▶ [WHAT YOU WILL DO] Those lines of the data that hold the word "spawn" are to be copied out.

▶ [RECORDS FOR THIS EXERCISE]

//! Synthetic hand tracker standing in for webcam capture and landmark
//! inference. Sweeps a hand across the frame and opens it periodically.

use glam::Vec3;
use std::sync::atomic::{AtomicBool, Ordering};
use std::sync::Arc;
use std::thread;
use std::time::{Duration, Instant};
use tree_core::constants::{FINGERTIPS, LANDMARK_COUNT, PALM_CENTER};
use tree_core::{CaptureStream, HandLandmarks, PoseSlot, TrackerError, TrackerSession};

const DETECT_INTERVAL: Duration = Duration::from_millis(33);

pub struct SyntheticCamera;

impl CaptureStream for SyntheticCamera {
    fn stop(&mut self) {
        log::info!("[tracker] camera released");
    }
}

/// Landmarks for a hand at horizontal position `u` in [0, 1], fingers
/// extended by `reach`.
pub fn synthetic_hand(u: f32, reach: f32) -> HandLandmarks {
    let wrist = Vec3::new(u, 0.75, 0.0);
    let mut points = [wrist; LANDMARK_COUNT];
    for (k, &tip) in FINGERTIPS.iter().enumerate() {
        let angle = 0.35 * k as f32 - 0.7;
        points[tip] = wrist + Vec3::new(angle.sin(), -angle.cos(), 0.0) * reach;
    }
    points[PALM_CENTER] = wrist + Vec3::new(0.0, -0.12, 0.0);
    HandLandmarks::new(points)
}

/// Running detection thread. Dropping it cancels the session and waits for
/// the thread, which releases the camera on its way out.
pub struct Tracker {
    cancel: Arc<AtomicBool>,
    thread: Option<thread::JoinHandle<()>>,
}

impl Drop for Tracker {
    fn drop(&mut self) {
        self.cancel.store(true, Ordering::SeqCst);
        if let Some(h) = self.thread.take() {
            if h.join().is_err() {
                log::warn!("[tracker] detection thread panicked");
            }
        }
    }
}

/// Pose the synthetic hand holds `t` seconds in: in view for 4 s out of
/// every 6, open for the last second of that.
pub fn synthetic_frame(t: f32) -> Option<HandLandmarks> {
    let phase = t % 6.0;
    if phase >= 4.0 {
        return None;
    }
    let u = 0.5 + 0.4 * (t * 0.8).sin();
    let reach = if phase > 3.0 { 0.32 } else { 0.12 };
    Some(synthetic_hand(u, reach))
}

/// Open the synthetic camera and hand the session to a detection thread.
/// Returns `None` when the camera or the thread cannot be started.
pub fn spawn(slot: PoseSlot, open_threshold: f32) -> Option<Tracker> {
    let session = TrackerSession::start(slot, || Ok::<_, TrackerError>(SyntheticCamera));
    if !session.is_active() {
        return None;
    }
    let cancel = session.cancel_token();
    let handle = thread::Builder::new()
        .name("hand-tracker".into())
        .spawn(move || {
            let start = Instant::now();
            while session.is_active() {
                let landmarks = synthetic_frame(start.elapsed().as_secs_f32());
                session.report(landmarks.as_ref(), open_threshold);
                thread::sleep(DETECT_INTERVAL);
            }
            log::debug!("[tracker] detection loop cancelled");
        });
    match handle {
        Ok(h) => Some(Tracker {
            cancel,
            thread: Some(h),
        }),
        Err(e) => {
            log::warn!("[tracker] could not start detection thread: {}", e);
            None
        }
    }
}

▶ [TASK ANSWER]
pub fn spawn(slot: PoseSlot, open_threshold: f32) -> Option<Tracker> {
        .spawn(move || {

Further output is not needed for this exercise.